Find the word "composition" below. Copy each line that has it.

Dataset entries:
------------------------------
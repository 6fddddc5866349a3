//! # tierstack-compose
//!
//! Declaration model and composition logic for tierstack topologies.
//!
//! Handles:
//! - **Model**: units, typed resource specs, references and values.
//! - **Graph**: dependency graphs over units and over resources in a unit.
//! - **Validator**: static checks run before anything is realized.
//! - **Resolver**: substitution of bound input values into a unit.
//! - **Units**: the network, backend and frontend declarations and the
//!   composition root that wires them.

#![cfg_attr(test, allow(clippy::expect_used, clippy::unwrap_used, clippy::panic))]

pub mod graph;
pub mod iam;
pub mod reference;
pub mod resolver;
pub mod resource;
pub mod security;
pub mod service;
pub mod topology;
pub mod unit;
pub mod units;
pub mod validator;
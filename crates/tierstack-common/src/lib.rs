//! # tierstack-common
//!
//! Shared types, error definitions, configuration models, and constants
//! used across the entire tierstack workspace.
//!
//! This crate is the leaf of the dependency graph: it depends on no other
//! internal crate and provides the identifiers, the error taxonomy, and the
//! cross-unit service contract that every other crate builds upon.

#![cfg_attr(test, allow(clippy::expect_used, clippy::unwrap_used))]

pub mod config;
pub mod constants;
pub mod error;
pub mod types;
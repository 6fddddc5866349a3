//! Frontend service unit.

use std::collections::BTreeMap;

use tierstack_common::config::ServiceContract;
use tierstack_common::constants::{ENV_BACKEND_SERVICE_NAME, ENV_SERVICE_DISCOVERY_ENDPOINT};

use crate::reference::Value;
use crate::resource::ResourceBody;
use crate::service::{
    ContainerDefinition, DeployableService, DiscoveryRegistration, DnsRecordType, ImageRef,
    LogConfig, PortMapping, TargetGroupAttachment, TaskDefinition,
};
use crate::unit::UnitDecl;

/// Input names of the frontend unit.
pub mod inputs {
    /// Compute cluster.
    pub const CLUSTER: &str = "cluster";
    /// Network boundary; part of the shared context, unused by resources.
    pub const VPC: &str = "vpc";
    /// Load-balancer target group.
    pub const TARGET_GROUP: &str = "target-group";
    /// Frontend tier security boundary.
    pub const FRONTEND_SG: &str = "frontend-sg";
    /// Frontend task role.
    pub const TASK_ROLE: &str = "task-role";
    /// Shared task-execution role.
    pub const EXECUTION_ROLE: &str = "execution-role";
    /// Frontend log sink.
    pub const LOG_SINK: &str = "log-sink";
    /// Discovery namespace.
    pub const NAMESPACE: &str = "namespace";
    /// Fully-qualified discovery namespace name.
    pub const NAMESPACE_NAME: &str = "namespace-name";
    /// Backend discoverable name.
    pub const BACKEND_SERVICE_NAME: &str = "backend-service-name";
}

/// Declares the frontend unit.
#[must_use]
pub fn declare(contract: &ServiceContract) -> UnitDecl {
    let container = ContainerDefinition {
        name: "frontendContainer".into(),
        image: ImageRef::Asset(contract.frontend_image.clone()),
        environment: BTreeMap::from([
            (
                ENV_BACKEND_SERVICE_NAME.to_string(),
                Value::input(inputs::BACKEND_SERVICE_NAME),
            ),
            (
                ENV_SERVICE_DISCOVERY_ENDPOINT.to_string(),
                Value::input(inputs::NAMESPACE_NAME),
            ),
        ]),
        health_check: None,
        port_mappings: vec![PortMapping::tcp(contract.frontend_port)],
        logging: Some(LogConfig {
            log_sink: Value::input(inputs::LOG_SINK),
            stream_prefix: contract.log_stream_prefix.clone(),
        }),
    };

    let service = DeployableService {
        cluster: Value::input(inputs::CLUSTER),
        desired_count: contract.desired_count,
        assign_public_ip: false,
        enable_execute_command: true,
        security_boundaries: vec![Value::input(inputs::FRONTEND_SG)],
        task: TaskDefinition {
            cpu: contract.task_cpu,
            memory_mib: contract.task_memory_mib,
            execution_role: Value::input(inputs::EXECUTION_ROLE),
            task_role: Value::input(inputs::TASK_ROLE),
            container,
        },
        discovery: Some(DiscoveryRegistration {
            namespace: Value::input(inputs::NAMESPACE),
            name: None,
            record_type: DnsRecordType::A,
            ttl_secs: contract.dns_ttl_secs,
            container_port: contract.frontend_port,
        }),
        load_balancer: Some(TargetGroupAttachment {
            target_group: Value::input(inputs::TARGET_GROUP),
            container_port: contract.frontend_port,
        }),
    };

    UnitDecl::new(super::FRONTEND)
        .input(inputs::CLUSTER)
        .input(inputs::VPC)
        .input(inputs::TARGET_GROUP)
        .input(inputs::FRONTEND_SG)
        .input(inputs::TASK_ROLE)
        .input(inputs::EXECUTION_ROLE)
        .input(inputs::LOG_SINK)
        .input(inputs::NAMESPACE)
        .input(inputs::NAMESPACE_NAME)
        .input(inputs::BACKEND_SERVICE_NAME)
        .resource("service", ResourceBody::Service(Box::new(service)))
}

#[cfg(test)]
mod tests {
    use super::*;
    use crate::validator::validate_unit;

    fn service() -> DeployableService {
        declare(&ServiceContract::default())
            .resource_named("service")
            .and_then(|r| r.as_service())
            .cloned()
            .expect("service")
    }

    #[test]
    fn declaration_is_valid_and_has_no_outputs() {
        let unit = declare(&ServiceContract::default());
        validate_unit(&unit).expect("frontend unit should validate");
        assert!(unit.outputs().is_empty());
    }

    #[test]
    fn environment_carries_discovery_coordinates() {
        let svc = service();
        let env = &svc.task.container.environment;
        assert_eq!(env.len(), 2);
        assert!(env[ENV_BACKEND_SERVICE_NAME].is_input(inputs::BACKEND_SERVICE_NAME));
        assert!(env[ENV_SERVICE_DISCOVERY_ENDPOINT].is_input(inputs::NAMESPACE_NAME));
    }

    #[test]
    fn attaches_to_target_group_on_container_port() {
        let svc = service();
        let attachment = svc.load_balancer.as_ref().expect("attachment");
        assert!(attachment.target_group.is_input(inputs::TARGET_GROUP));
        assert_eq!(attachment.container_port, 80);
        assert!(svc.exposes(80));
        assert!(svc.task.container.health_check.is_none());
    }

    #[test]
    fn registers_under_default_name() {
        let svc = service();
        let discovery = svc.discovery.as_ref().expect("discovery");
        assert_eq!(discovery.name, None);
        assert_eq!(discovery.record_type, DnsRecordType::A);
        assert_eq!(discovery.ttl_secs, 10);
        assert_eq!(svc.discoverable_name("service"), Some("service"));
    }

    #[test]
    fn vpc_input_is_declared_but_unread() {
        let unit = declare(&ServiceContract::default());
        assert!(unit.declares_input(inputs::VPC));
        let reads_vpc = unit
            .resources()
            .iter()
            .any(|r| r.input_dependencies().contains(&inputs::VPC));
        assert!(!reads_vpc);
    }
}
------------------------------
- **Response below**
//! Declaration model and composition logic for tierstack topologies.
//!   composition root that wires them.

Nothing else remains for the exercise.